11 April 2012

Close - But No Spring Roll

by Neil Schofield

A few years ago, round about the time when I was flirting with the gilded chimera of Hollywood, just at the same time in fact, I was seduced by another chimera from the other side of the world. Out of the blue I was contacted by a young person who offered herself up as my agent to sell my stories in mainland China. This young person had been instrumental in introducing EQMM to China, and her credentials seemed tip-top.
"Hmm," I said to Mimi, "China. Just what we've been needing."
So, to cut it short, I parcelled  and disked up a load of my oeuvre and bunged it off to the young person, mostly my published stuff but including one or two stories that had been rejected.

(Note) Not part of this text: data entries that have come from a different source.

//! Move resolution: from a raw token to a board mutation
//
//  This Source Code Form is subject to the terms of the Mozilla Public
//  License, v. 2.0. If a copy of the MPL was not distributed with this
//  file, You can obtain one at http://mozilla.org/MPL/2.0/.
//
////////////////////////////////////////////////////////////////////////////////////////////////////
use super::*;

use Color::*;
use Piece::*;

////////////////////////////////////////////////////////////////////////////////////////////////////
/// The outcome of resolving a move token against a board.
///
/// On any outcome other than `Applied` the board was left untouched and
/// the caller keeps the turn unchanged.
#[derive(Debug, Copy, Clone, PartialEq, Eq)]
pub enum MoveOutcome {
    /// The move was resolved and the board mutated in place
    Applied {
        /// `true` when the captured piece was a king, ending the game
        is_terminal: bool,
    },
    /// The token could not be parsed
    ParseFailed,
    /// No piece of the stated kind can reach the target square
    NoSuchOrigin,
    /// More than one piece could make the move and the hint, if any,
    /// did not settle it
    Ambiguous {
        /// How many pieces could make the move
        count: usize,
    },
}

impl From<Error> for MoveOutcome {
    fn from(err: Error) -> MoveOutcome {
        match err {
            Error::ParseError => MoveOutcome::ParseFailed,
            Error::NoCandidate => MoveOutcome::NoSuchOrigin,
            Error::AmbiguousMove(count) => MoveOutcome::Ambiguous { count },
        }
    }
}

////////////////////////////////////////////////////////////////////////////////////////////////////
const ORTHOGONALS: [(i8, i8); 4] = [(1, 0), (-1, 0), (0, 1), (0, -1)];
const DIAGONALS: [(i8, i8); 4] = [(-1, 1), (1, 1), (1, -1), (-1, -1)];

const KNIGHT_JUMPS: [(i8, i8); 8] = [
    (-2, 1), (-2, -1), (-1, 2), (-1, -2), (1, 2), (1, -2), (2, 1), (2, -1),
];

const KING_STEPS: [(i8, i8); 8] = [
    (-1, 0), (-1, 1), (-1, -1), (0, 1), (0, -1), (1, 0), (1, 1), (1, -1),
];

////////////////////////////////////////////////////////////////////////////////////////////////////
/// Resolves `token` against `board` for the side to move on `turn` and,
/// on success, applies the move in place.
///
/// The full pipeline: parse the token, search for candidate origins,
/// narrow them to one with the origin hint, then mutate the board. Any
/// failure along the way leaves the board untouched; the caller advances
/// its turn counter only on `Applied`.
///
/// # Example
/// ```
/// use patzer::chess::{resolve_and_apply, Board, MoveOutcome};
///
/// let mut board = Board::new();
/// let outcome = resolve_and_apply("e4", &mut board, 1);
/// assert_eq!(outcome, MoveOutcome::Applied { is_terminal: false });
/// ```
pub fn resolve_and_apply(token: &str, board: &mut Board, turn: u32) -> MoveOutcome {
    let parsed = match notation::parse(token) {
        Ok(parsed) => parsed,
        Err(err) => return err.into(),
    };

    let candidates = candidate_origins(parsed.target, parsed.piece, board, Color::on_move(turn));

    match disambiguate(&candidates, parsed.hint) {
        Ok(origin) => {
            let is_terminal = board.apply(origin, parsed.target);
            MoveOutcome::Applied { is_terminal }
        }
        Err(err) => err.into(),
    }
}

////////////////////////////////////////////////////////////////////////////////////////////////////
/// Returns every square from which a `piece` of `color` could reach
/// `target` on this board.
///
/// The search is purely geometric: pins and checks are never inspected,
/// so a candidate may be a move that leaves the mover's own king
/// attacked. Pawns, knights and kings are probed at fixed offsets from
/// the target; bishops, rooks and queens by walking rays outward from the
/// target until the first occupied square. A target already held by the
/// moving side yields no candidates at all.
pub fn candidate_origins(target: Square, piece: Piece, board: &Board, color: Color) -> Vec<Square> {
    let mut origins = Vec::new();

    // self-capture is illegal, no point searching
    if let Some((occupant, _)) = board.piece_at(target) {
        if occupant == color {
            return origins;
        }
    }

    let wanted = (color, piece);

    match piece {
        Pawn => {
            let forward = match color {
                White => 1,
                Black => -1,
            };

            if board.piece_at(target).is_none() {
                if let Some(back) = target.offset(0, -forward) {
                    if board.piece_at(back) == Some(wanted) {
                        origins.push(back);
                    }
                    // a leap from the home rank, if nothing stands in between
                    if target.rank() == two_step_rank(color) && board.piece_at(back).is_none() {
                        if let Some(home) = target.offset(0, -2 * forward) {
                            if board.piece_at(home) == Some(wanted) {
                                origins.push(home);
                            }
                        }
                    }
                }
            } else {
                // target occupied, so only the two diagonal captures apply
                for &dx in &[-1, 1] {
                    if let Some(sq) = target.offset(dx, -forward) {
                        if board.piece_at(sq) == Some(wanted) {
                            origins.push(sq);
                        }
                    }
                }
            }
        }
        Knight => collect_steps(&KNIGHT_JUMPS, target, wanted, board, &mut origins),
        King => collect_steps(&KING_STEPS, target, wanted, board, &mut origins),
        Bishop => collect_rays(&DIAGONALS, target, wanted, board, &mut origins),
        Rook => collect_rays(&ORTHOGONALS, target, wanted, board, &mut origins),
        Queen => {
            collect_rays(&DIAGONALS, target, wanted, board, &mut origins);
            collect_rays(&ORTHOGONALS, target, wanted, board, &mut origins);
        }
    }

    origins
}

/// Probes fixed offsets from the target. Off-board steps are discarded
/// silently.
fn collect_steps(
    steps: &[(i8, i8)],
    target: Square,
    wanted: (Color, Piece),
    board: &Board,
    origins: &mut Vec<Square>,
) {
    for &(dx, dy) in steps {
        if let Some(sq) = target.offset(dx, dy) {
            if board.piece_at(sq) == Some(wanted) {
                origins.push(sq);
            }
        }
    }
}

/// Walks each direction outward from the target and collects the
/// endpoints that hold the wanted piece.
fn collect_rays(
    directions: &[(i8, i8)],
    target: Square,
    wanted: (Color, Piece),
    board: &Board,
    origins: &mut Vec<Square>,
) {
    for &(dx, dy) in directions {
        if let Some(sq) = ray_endpoint(target, dx, dy, wanted, board) {
            origins.push(sq);
        }
    }
}

/// Steps from `target` in one direction until the first occupied square
/// or the board edge. The endpoint counts only if it holds exactly the
/// wanted piece; any other occupant blocks the ray.
fn ray_endpoint(
    target: Square,
    dx: i8,
    dy: i8,
    wanted: (Color, Piece),
    board: &Board,
) -> Option<Square> {
    let mut sq = target.offset(dx, dy)?;
    while board.piece_at(sq).is_none() {
        sq = sq.offset(dx, dy)?;
    }

    if board.piece_at(sq) == Some(wanted) {
        Some(sq)
    } else {
        None
    }
}

////////////////////////////////////////////////////////////////////////////////////////////////////
/// The rank a pawn of this color reaches only by a two-square advance
/// from its home rank.
fn two_step_rank(color: Color) -> Rank {
    match color {
        White => Rank::R4,
        Black => Rank::R5,
    }
}

////////////////////////////////////////////////////////////////////////////////////////////////////
/// Narrows a candidate set to a single origin square.
///
/// A lone candidate wins outright and the hint is ignored as redundant.
/// With several candidates the hint filters by origin file or rank; only
/// a unique survivor resolves the move. The ambiguity error carries the
/// unfiltered candidate count, which is what gets reported to the player.
pub fn disambiguate(candidates: &[Square], hint: Option<Hint>) -> Result<Square> {
    match candidates {
        [] => Err(Error::NoCandidate),
        [origin] => Ok(*origin),
        _ => {
            if let Some(hint) = hint {
                let survivors: Vec<Square> = candidates
                    .iter()
                    .copied()
                    .filter(|&sq| hint.matches(sq))
                    .collect();
                if survivors.len() == 1 {
                    return Ok(survivors[0]);
                }
            }

            Err(Error::AmbiguousMove(candidates.len()))
        }
    }
}
//! The board model: what stands on every square
//
//  This Source Code Form is subject to the terms of the Mozilla Public
//  License, v. 2.0. If a copy of the MPL was not distributed with this
//  file, You can obtain one at http://mozilla.org/MPL/2.0/.
//
////////////////////////////////////////////////////////////////////////////////////////////////////
use std::mem;
use super::*;

use Color::*;
use Piece::*;

////////////////////////////////////////////////////////////////////////////////////////////////////
/// A total mapping from every `Square` to its occupant, if any.
///
/// The board is created once at game start and mutated in place by
/// [`apply`](#method.apply) on every resolved move. It knows nothing about
/// whose turn it is; the caller owns the turn counter.
#[derive(Debug, Clone, PartialEq, Eq)]
pub struct Board {
    squares: [[Option<(Color, Piece)>; File::COUNT]; Rank::COUNT],
}

/// Standard back-rank ordering, file a through file h.
const BACK_RANK: [Piece; File::COUNT] = [Rook, Knight, Bishop, Queen, King, Bishop, Knight, Rook];

impl Board {
    /// Returns the standard starting position: White on ranks 1 and 2,
    /// Black on ranks 7 and 8.
    pub fn new() -> Board {
        let mut board = Board::empty();

        for (i, &piece) in BACK_RANK.iter().enumerate() {
            let file = File::from_index(i as i8).expect("INFALLIBLE");
            board.place(White, piece, Square::from_coord(file, Rank::R1));
            board.place(White, Pawn, Square::from_coord(file, Rank::R2));
            board.place(Black, Pawn, Square::from_coord(file, Rank::R7));
            board.place(Black, piece, Square::from_coord(file, Rank::R8));
        }

        board
    }

    /// Returns a board with no pieces on it
    pub fn empty() -> Board {
        Board {
            squares: [[None; File::COUNT]; Rank::COUNT],
        }
    }

    /// Returns the color and piece at `sq`, or `None` if the square is empty
    pub fn piece_at(&self, sq: Square) -> Option<(Color, Piece)> {
        self.squares[sq.rank().index() as usize][sq.file().index() as usize]
    }

    /// Puts a piece on `sq`, replacing any occupant
    pub fn place(&mut self, color: Color, piece: Piece, sq: Square) {
        *self.slot(sq) = Some((color, piece));
    }

    /// Applies a resolved move: lifts the piece at `origin` and sets it
    /// down on `target`, capturing any occupant.
    ///
    /// Returns `true` exactly when the captured occupant was a king, which
    /// ends the game in this simplified model. No legality is checked
    /// here; the origin comes out of the resolution pipeline already
    /// validated.
    pub fn apply(&mut self, origin: Square, target: Square) -> bool {
        let moved = self.slot(origin).take();
        let captured = mem::replace(self.slot(target), moved);

        match captured {
            Some((_, King)) => true,
            _ => false,
        }
    }

    fn slot(&mut self, sq: Square) -> &mut Option<(Color, Piece)> {
        &mut self.squares[sq.rank().index() as usize][sq.file().index() as usize]
    }
}

impl Default for Board {
    fn default() -> Board {
        Board::new()
    }
}
//! Tests the full move-resolution pipeline (chess module)
//
//  This Source Code Form is subject to the terms of the Mozilla Public
//  License, v. 2.0. If a copy of the MPL was not distributed with this
//  file, You can obtain one at http://mozilla.org/MPL/2.0/.
//
////////////////////////////////////////////////////////////////////////////////////////////////////

mod resolve {
    use patzer::chess::{resolve_and_apply, Board, Color, MoveOutcome, Piece, Square};

    use Color::*;
    use Piece::*;

    fn sq(s: &str) -> Square {
        s.parse().unwrap()
    }

    #[test]
    fn pawn_advance_from_the_starting_position() {
        let mut board = Board::new();

        let outcome = resolve_and_apply("e4", &mut board, 1);

        assert_eq!(outcome, MoveOutcome::Applied { is_terminal: false });
        assert_eq!(board.piece_at(sq("e2")), None);
        assert_eq!(board.piece_at(sq("e4")), Some((White, Pawn)));
    }

    #[test]
    fn knight_development_from_the_starting_position() {
        let mut board = Board::new();

        let outcome = resolve_and_apply("Nf3", &mut board, 1);

        assert_eq!(outcome, MoveOutcome::Applied { is_terminal: false });
        assert_eq!(board.piece_at(sq("g1")), None);
        assert_eq!(board.piece_at(sq("f3")), Some((White, Knight)));
    }

    #[test]
    fn black_moves_on_even_turns() {
        let mut board = Board::new();
        assert_eq!(
            resolve_and_apply("e4", &mut board, 1),
            MoveOutcome::Applied { is_terminal: false }
        );

        let outcome = resolve_and_apply("e5", &mut board, 2);

        assert_eq!(outcome, MoveOutcome::Applied { is_terminal: false });
        assert_eq!(board.piece_at(sq("e7")), None);
        assert_eq!(board.piece_at(sq("e5")), Some((Black, Pawn)));
    }

    #[test]
    fn blocked_ray_leaves_only_the_nearer_piece() {
        // queen on d1 and rook on d5: for Qd3 the upward ray stops at the
        // rook without contributing, so the queen resolves uniquely
        let mut board = Board::empty();
        board.place(White, Queen, sq("d1"));
        board.place(White, Rook, sq("d5"));

        let outcome = resolve_and_apply("Qd3", &mut board, 1);

        assert_eq!(outcome, MoveOutcome::Applied { is_terminal: false });
        assert_eq!(board.piece_at(sq("d3")), Some((White, Queen)));
        assert_eq!(board.piece_at(sq("d1")), None);
        assert_eq!(board.piece_at(sq("d5")), Some((White, Rook)));
    }

    #[test]
    fn fully_blocked_ray_resolves_nothing() {
        let mut board = Board::empty();
        board.place(White, Queen, sq("d1"));
        board.place(White, Rook, sq("d2"));
        let before = board.clone();

        assert_eq!(resolve_and_apply("Qd3", &mut board, 1), MoveOutcome::NoSuchOrigin);
        assert_eq!(board, before);
    }

    #[test]
    fn malformed_token_leaves_the_board_unchanged() {
        let mut board = Board::new();

        assert_eq!(resolve_and_apply("Zx9", &mut board, 1), MoveOutcome::ParseFailed);
        assert_eq!(board, Board::new());
    }

    #[test]
    fn own_piece_on_the_target_leaves_the_board_unchanged() {
        let mut board = Board::new();

        // e2 holds White's own pawn
        assert_eq!(resolve_and_apply("e2", &mut board, 1), MoveOutcome::NoSuchOrigin);
        assert_eq!(board, Board::new());
    }

    #[test]
    fn two_candidates_without_a_hint_are_ambiguous() {
        let mut board = Board::empty();
        board.place(White, Rook, sq("a1"));
        board.place(White, Rook, sq("h1"));
        let before = board.clone();

        let outcome = resolve_and_apply("Rd1", &mut board, 1);

        assert_eq!(outcome, MoveOutcome::Ambiguous { count: 2 });
        assert_eq!(board, before);
    }

    #[test]
    fn a_file_hint_settles_the_ambiguity() {
        let mut board = Board::empty();
        board.place(White, Rook, sq("a1"));
        board.place(White, Rook, sq("h1"));

        let outcome = resolve_and_apply("Rad1", &mut board, 1);

        assert_eq!(outcome, MoveOutcome::Applied { is_terminal: false });
        assert_eq!(board.piece_at(sq("a1")), None);
        assert_eq!(board.piece_at(sq("d1")), Some((White, Rook)));
        assert_eq!(board.piece_at(sq("h1")), Some((White, Rook)));
    }

    #[test]
    fn a_rank_hint_settles_the_ambiguity() {
        let mut board = Board::empty();
        board.place(White, Rook, sq("a1"));
        board.place(White, Rook, sq("a5"));

        let outcome = resolve_and_apply("R1a3", &mut board, 1);

        assert_eq!(outcome, MoveOutcome::Applied { is_terminal: false });
        assert_eq!(board.piece_at(sq("a1")), None);
        assert_eq!(board.piece_at(sq("a3")), Some((White, Rook)));
        assert_eq!(board.piece_at(sq("a5")), Some((White, Rook)));
    }

    #[test]
    fn capturing_the_king_ends_the_game() {
        let mut board = Board::empty();
        board.place(White, Rook, sq("d1"));
        board.place(Black, King, sq("d8"));

        let outcome = resolve_and_apply("Rxd8", &mut board, 1);

        assert_eq!(outcome, MoveOutcome::Applied { is_terminal: true });
        assert_eq!(board.piece_at(sq("d8")), Some((White, Rook)));
    }

    #[test]
    fn capturing_anything_else_is_not_terminal() {
        let mut board = Board::empty();
        board.place(White, Rook, sq("d1"));
        board.place(Black, Queen, sq("d8"));

        assert_eq!(
            resolve_and_apply("Rxd8", &mut board, 1),
            MoveOutcome::Applied { is_terminal: false }
        );
    }

    #[test]
    fn lenient_notation_resolves_like_the_strict_form() {
        let mut lenient = Board::new();
        let mut strict = Board::new();

        assert_eq!(
            resolve_and_apply("Nx!?f3", &mut lenient, 1),
            resolve_and_apply("Nf3", &mut strict, 1)
        );
        assert_eq!(lenient, strict);
    }
}

mod parse_properties {
    use patzer::chess::{ParsedMove, Piece};

    fn parse(token: &str) -> Option<ParsedMove> {
        patzer::chess::notation::parse(token).ok()
    }

    #[test]
    fn reparsing_the_extracted_target_yields_the_same_target() {
        for token in &["e4", "Nf3", "Nbd7", "R1a3", "exd5", "Qx!?h7"] {
            let target = parse(token).unwrap().target;
            let reparsed = parse(&target.to_string()).unwrap();
            assert_eq!(reparsed.target, target);
            assert_eq!(reparsed.piece, Piece::Pawn);
            assert_eq!(reparsed.hint, None);
        }
    }
}
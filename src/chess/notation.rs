//! Parsing of shorthand move notation
//
//  This Source Code Form is subject to the terms of the Mozilla Public
//  License, v. 2.0. If a copy of the MPL was not distributed with this
//  file, You can obtain one at http://mozilla.org/MPL/2.0/.
//
////////////////////////////////////////////////////////////////////////////////////////////////////
use lazy_static::lazy_static;
use regex::Regex;
use super::*;

////////////////////////////////////////////////////////////////////////////////////////////////////
/// A move token broken into its parts: the target square, the kind of
/// piece moving, and an optional origin hint.
///
/// Produced and consumed within a single move-resolution call.
#[derive(Debug, Copy, Clone, PartialEq, Eq)]
pub struct ParsedMove {
    /// The destination square of the move
    pub target: Square,
    /// The kind of piece being moved; `Pawn` when the token has no piece letter
    pub piece: Piece,
    /// Origin hint used to pick between multiple candidate origins
    pub hint: Option<Hint>,
}

////////////////////////////////////////////////////////////////////////////////////////////////////
/// A file letter or rank digit written between the piece letter and the
/// target, naming part of the origin square (the `b` in `Nbd7`, the `1`
/// in `R1a3`).
#[derive(Debug, Copy, Clone, PartialEq, Eq)]
pub enum Hint {
    /// The origin lies on this file
    File(File),
    /// The origin lies on this rank
    Rank(Rank),
}

impl Hint {
    /// Returns the hint for a lowercase file letter or rank digit
    pub fn from_char(c: char) -> Option<Hint> {
        File::from_char(c).map(Hint::File)
            .or_else(|| Rank::from_char(c).map(Hint::Rank))
    }

    /// Returns `true` if `sq` lies on the hinted file or rank
    pub fn matches(self, sq: Square) -> bool {
        match self {
            Hint::File(file) => sq.file() == file,
            Hint::Rank(rank) => sq.rank() == rank,
        }
    }
}

// Greedy prefix, so the target is always the final two characters.
lazy_static! {
    static ref TOKEN: Regex =
        Regex::new("^(?P<rest>.*)(?P<target>[a-h][1-8])$").expect("INFALLIBLE");
}

////////////////////////////////////////////////////////////////////////////////////////////////////
/// Parses a shorthand move token of the form `[piece][origin][x]target`.
///
/// Parsing is deliberately lenient, matching the behavior players expect
/// from casual notation:
///
/// - only the trailing file letter and rank digit are trusted as the
///   target, so `Nxe5`, `Nx??e5` and `N:e5` all move a knight to e5;
/// - anything between the piece letter and the origin hint is ignored;
/// - the capture marker `x` is optional and never checked against the
///   board.
///
/// Fails with `Error::ParseError` when no target square can be extracted
/// from the end of the token, or when the leftover fragment names neither
/// a piece nor an origin hint.
pub fn parse(token: &str) -> Result<ParsedMove> {
    let caps = TOKEN.captures(token).ok_or(Error::ParseError)?;
    let target: Square = caps["target"].parse()?;

    // everything after an `x` is annotation, not origin data
    let fragment = caps["rest"].splitn(2, 'x').next().unwrap_or("");

    if fragment.is_empty() {
        return Ok(ParsedMove { target, piece: Piece::Pawn, hint: None });
    }

    let mut piece = None;
    let mut hint = None;

    if let Some(c) = fragment.chars().last() {
        if let Some(h) = Hint::from_char(c) {
            piece = Some(Piece::Pawn);
            hint = Some(h);
        }
    }
    if let Some(c) = fragment.chars().next() {
        if let Some(p) = Piece::from_letter(c) {
            piece = Some(p);
        }
    }

    match piece {
        Some(piece) => Ok(ParsedMove { target, piece, hint }),
        None => Err(Error::ParseError),
    }
}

Hah! That would teach 'em.
Well, the young person came up trumps. Not long after, she announced that she had found a publisher who was willing to publish two - not one, mind - collections of stories. I read the letter with trembling eyes.
"What is this hectic flush that is suffusing your dear face, beloved one?" asked Mimi. I gave her the glad news, and she suffused along with me.
I received two contracts -one for each collection, and all was tickety-boo. The publisher was - still is, for that matter - Qun Zhong in Beijing.
I rummaged around on the Net and managed to Google Qun Zhong. When Google had translated the publisher's pages for me, I found it wasn't half bad. This was the same publisher who had on its list James Patterson, Clark Howard, lots of Sherlock Holmes, Robert Brainard ( not inaccurate as translations go). They had the first Spenser novel, billed as 'The Gude Fu Handscroll', which is close enough. And they had Philip Margolin, otherwise known as Philip Ma Gaolong.
"Well," I thought, "I'll gaolong with that."
I received a smallish advance for each collection and that was that for a year and a half. The young person taking umbrage at a fairly innocent remark I made in an e-mail, scuttled off into the undergrowth never to be heard of again and I was left along with Qun Zhong or rather with Ms Zhang Rong, who was the editor in charge.
That hectic flush came and went several times in those eighteen months. Sometimes I looked like a set of traffic lights as I did the arithmetic. One billion, six hundred milion people in China, I reminded myself. Now say, just one-tenth of one percent bought a copy of just one collection - no it was too much, the brain refused to cope with the maths.
Nobody ever asked questions about the translations. They were just getting on with it, I supposed. But I did wonder how they were coping witht sentences like the one in 'Mine Hostage', one of my first EQMM stories, when a character says: "We've been stitched up. Done up like a kipper, we've been."
But I supposed they knew their business.
And after eighteen months, I had a bulky parcel through the post. Six copies of each. The first looked exactly like this:

And the second was pretty much like this:

They were what I suppose we would call Trade Paper Backs, but like no TPB I'd seen. The covers were beautifully produced, and the paper, well, the paper had nothing to do with paperbacks. It was almost silky to the touch, not that rough stuff we're used to.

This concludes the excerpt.